**ASSIGNED TASK**.
The response must consist of the lines below from the one with "repository fb7fb5f401164174" through the one with "are read by", exactly as they appear and with both ends kept.

**Stored data**.
───

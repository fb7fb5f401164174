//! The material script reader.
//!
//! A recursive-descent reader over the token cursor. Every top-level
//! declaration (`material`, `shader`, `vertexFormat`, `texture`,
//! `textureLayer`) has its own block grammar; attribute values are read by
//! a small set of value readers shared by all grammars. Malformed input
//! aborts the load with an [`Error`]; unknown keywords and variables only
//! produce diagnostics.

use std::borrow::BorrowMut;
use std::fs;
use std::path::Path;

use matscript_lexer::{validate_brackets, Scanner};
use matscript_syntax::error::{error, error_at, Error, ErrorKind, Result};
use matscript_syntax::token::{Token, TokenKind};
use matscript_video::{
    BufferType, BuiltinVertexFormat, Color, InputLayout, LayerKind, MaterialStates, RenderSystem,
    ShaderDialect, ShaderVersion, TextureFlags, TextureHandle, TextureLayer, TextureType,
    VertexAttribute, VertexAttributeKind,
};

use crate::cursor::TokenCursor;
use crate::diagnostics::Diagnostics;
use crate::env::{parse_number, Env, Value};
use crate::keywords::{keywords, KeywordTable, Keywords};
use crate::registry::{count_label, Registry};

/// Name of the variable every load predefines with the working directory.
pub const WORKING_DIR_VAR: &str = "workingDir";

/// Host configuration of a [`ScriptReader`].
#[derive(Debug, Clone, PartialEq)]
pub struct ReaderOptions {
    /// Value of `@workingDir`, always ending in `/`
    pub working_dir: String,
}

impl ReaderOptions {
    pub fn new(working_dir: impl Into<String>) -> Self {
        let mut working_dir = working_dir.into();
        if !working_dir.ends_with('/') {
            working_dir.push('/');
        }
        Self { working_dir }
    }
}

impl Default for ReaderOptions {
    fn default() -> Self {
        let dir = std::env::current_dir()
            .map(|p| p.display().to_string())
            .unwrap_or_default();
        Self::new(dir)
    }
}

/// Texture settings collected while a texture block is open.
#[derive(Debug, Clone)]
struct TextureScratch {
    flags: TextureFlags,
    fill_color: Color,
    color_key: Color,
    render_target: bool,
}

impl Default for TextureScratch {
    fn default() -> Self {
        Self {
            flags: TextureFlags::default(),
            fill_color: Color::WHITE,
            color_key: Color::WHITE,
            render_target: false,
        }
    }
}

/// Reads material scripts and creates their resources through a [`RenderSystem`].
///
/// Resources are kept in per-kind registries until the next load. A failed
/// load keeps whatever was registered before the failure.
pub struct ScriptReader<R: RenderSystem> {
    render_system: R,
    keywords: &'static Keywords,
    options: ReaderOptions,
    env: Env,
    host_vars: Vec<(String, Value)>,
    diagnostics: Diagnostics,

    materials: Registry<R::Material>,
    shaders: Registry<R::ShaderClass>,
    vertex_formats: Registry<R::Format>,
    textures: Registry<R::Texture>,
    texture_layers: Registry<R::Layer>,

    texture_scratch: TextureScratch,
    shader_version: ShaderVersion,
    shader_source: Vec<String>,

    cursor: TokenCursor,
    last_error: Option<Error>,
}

───

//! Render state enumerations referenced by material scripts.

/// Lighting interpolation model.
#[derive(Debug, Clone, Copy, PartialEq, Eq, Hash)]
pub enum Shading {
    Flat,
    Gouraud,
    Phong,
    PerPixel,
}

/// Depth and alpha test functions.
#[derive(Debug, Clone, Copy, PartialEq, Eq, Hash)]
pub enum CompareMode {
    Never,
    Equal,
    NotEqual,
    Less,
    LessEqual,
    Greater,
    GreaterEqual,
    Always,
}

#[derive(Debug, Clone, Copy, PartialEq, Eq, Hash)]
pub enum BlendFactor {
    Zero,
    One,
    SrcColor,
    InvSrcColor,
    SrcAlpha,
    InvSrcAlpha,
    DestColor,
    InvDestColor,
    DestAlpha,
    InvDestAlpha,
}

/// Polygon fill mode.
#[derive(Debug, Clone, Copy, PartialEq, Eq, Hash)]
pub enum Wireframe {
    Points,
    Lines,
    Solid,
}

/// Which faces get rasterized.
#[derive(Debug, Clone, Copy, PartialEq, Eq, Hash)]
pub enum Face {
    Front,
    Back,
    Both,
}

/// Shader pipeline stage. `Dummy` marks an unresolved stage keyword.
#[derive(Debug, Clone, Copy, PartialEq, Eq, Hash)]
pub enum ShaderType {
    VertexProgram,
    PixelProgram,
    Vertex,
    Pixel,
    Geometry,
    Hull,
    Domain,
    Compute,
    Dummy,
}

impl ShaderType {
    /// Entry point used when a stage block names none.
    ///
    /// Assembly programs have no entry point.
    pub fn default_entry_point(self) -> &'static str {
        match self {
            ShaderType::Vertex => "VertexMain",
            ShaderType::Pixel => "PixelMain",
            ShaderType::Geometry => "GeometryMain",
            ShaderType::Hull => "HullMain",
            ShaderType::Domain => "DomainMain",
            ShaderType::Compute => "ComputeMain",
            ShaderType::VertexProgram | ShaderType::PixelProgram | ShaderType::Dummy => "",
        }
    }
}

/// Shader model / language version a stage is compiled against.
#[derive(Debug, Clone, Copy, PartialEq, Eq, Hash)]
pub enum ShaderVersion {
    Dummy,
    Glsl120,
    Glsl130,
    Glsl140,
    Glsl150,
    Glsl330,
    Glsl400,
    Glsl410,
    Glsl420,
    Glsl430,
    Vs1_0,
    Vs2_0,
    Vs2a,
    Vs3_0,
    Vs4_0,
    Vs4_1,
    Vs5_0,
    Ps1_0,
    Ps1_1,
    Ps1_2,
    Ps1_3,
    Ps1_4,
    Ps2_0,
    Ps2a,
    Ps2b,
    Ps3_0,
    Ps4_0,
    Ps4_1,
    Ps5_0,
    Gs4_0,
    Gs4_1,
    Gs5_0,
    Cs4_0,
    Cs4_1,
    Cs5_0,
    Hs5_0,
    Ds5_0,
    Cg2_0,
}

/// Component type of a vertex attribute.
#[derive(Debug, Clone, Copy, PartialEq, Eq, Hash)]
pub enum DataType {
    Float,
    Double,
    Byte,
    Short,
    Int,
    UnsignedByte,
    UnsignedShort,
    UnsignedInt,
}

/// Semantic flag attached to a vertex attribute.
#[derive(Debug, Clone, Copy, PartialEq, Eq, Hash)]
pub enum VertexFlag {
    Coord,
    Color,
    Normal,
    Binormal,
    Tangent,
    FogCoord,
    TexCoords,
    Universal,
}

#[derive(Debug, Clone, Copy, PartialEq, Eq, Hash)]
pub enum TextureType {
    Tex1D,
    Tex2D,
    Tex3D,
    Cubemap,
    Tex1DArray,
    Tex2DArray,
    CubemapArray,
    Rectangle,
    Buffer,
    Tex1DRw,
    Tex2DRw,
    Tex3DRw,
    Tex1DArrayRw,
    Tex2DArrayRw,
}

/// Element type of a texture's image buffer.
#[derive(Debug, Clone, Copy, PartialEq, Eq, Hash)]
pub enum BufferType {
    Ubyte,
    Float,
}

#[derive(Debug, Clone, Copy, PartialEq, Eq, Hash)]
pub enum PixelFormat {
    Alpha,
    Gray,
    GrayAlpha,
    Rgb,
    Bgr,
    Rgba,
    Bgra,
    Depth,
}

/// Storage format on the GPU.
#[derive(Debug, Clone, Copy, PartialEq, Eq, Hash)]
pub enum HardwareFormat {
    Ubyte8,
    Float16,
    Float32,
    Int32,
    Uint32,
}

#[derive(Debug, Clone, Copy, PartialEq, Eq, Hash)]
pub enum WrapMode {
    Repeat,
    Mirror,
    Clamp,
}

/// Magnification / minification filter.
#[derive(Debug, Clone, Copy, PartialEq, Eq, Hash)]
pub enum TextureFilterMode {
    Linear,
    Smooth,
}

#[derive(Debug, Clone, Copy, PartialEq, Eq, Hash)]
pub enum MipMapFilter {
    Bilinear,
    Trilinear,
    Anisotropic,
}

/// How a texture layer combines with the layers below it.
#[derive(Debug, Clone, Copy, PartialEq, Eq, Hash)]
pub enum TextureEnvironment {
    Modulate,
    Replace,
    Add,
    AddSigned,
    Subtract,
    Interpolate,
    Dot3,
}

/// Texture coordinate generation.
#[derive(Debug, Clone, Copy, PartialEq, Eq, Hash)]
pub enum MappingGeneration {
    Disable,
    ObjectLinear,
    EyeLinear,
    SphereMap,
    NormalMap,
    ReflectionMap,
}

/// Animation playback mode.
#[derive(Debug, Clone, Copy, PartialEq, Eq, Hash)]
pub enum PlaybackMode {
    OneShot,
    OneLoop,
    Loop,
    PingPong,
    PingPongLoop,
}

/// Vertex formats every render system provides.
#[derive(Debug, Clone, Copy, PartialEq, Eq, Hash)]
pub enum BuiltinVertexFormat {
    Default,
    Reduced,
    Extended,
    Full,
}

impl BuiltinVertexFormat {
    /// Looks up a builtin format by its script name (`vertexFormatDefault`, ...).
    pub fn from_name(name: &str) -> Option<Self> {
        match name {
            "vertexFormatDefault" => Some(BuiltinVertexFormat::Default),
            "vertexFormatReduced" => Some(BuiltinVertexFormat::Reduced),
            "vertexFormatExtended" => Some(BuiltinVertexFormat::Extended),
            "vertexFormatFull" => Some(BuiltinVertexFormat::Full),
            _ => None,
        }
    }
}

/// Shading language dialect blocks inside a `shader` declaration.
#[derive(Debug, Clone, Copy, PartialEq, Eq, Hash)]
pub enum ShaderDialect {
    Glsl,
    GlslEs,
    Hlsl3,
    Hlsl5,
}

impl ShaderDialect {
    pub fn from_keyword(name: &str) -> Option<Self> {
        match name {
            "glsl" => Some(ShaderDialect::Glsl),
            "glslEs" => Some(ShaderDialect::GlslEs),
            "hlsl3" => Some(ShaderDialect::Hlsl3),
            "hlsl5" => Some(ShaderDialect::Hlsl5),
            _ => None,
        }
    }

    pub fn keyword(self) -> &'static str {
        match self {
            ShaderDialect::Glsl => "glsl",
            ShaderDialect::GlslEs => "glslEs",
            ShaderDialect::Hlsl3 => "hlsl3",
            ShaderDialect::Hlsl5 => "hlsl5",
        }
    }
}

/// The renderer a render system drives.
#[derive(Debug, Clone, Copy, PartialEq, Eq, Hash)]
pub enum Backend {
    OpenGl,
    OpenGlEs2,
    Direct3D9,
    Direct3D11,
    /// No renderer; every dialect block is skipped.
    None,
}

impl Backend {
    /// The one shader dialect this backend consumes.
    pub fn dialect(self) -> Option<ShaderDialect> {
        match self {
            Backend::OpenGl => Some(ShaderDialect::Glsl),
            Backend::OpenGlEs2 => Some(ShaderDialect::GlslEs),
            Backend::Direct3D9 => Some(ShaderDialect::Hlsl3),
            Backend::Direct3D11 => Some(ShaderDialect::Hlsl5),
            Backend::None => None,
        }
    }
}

───

**RESULT FOR THIS EXERCISE**.
repository fb7fb5f401164174
//! The material script reader.
//!
//! A recursive-descent reader over the token cursor. Every top-level
//! declaration (`material`, `shader`, `vertexFormat`, `texture`,
//! `textureLayer`) has its own block grammar; attribute values are read by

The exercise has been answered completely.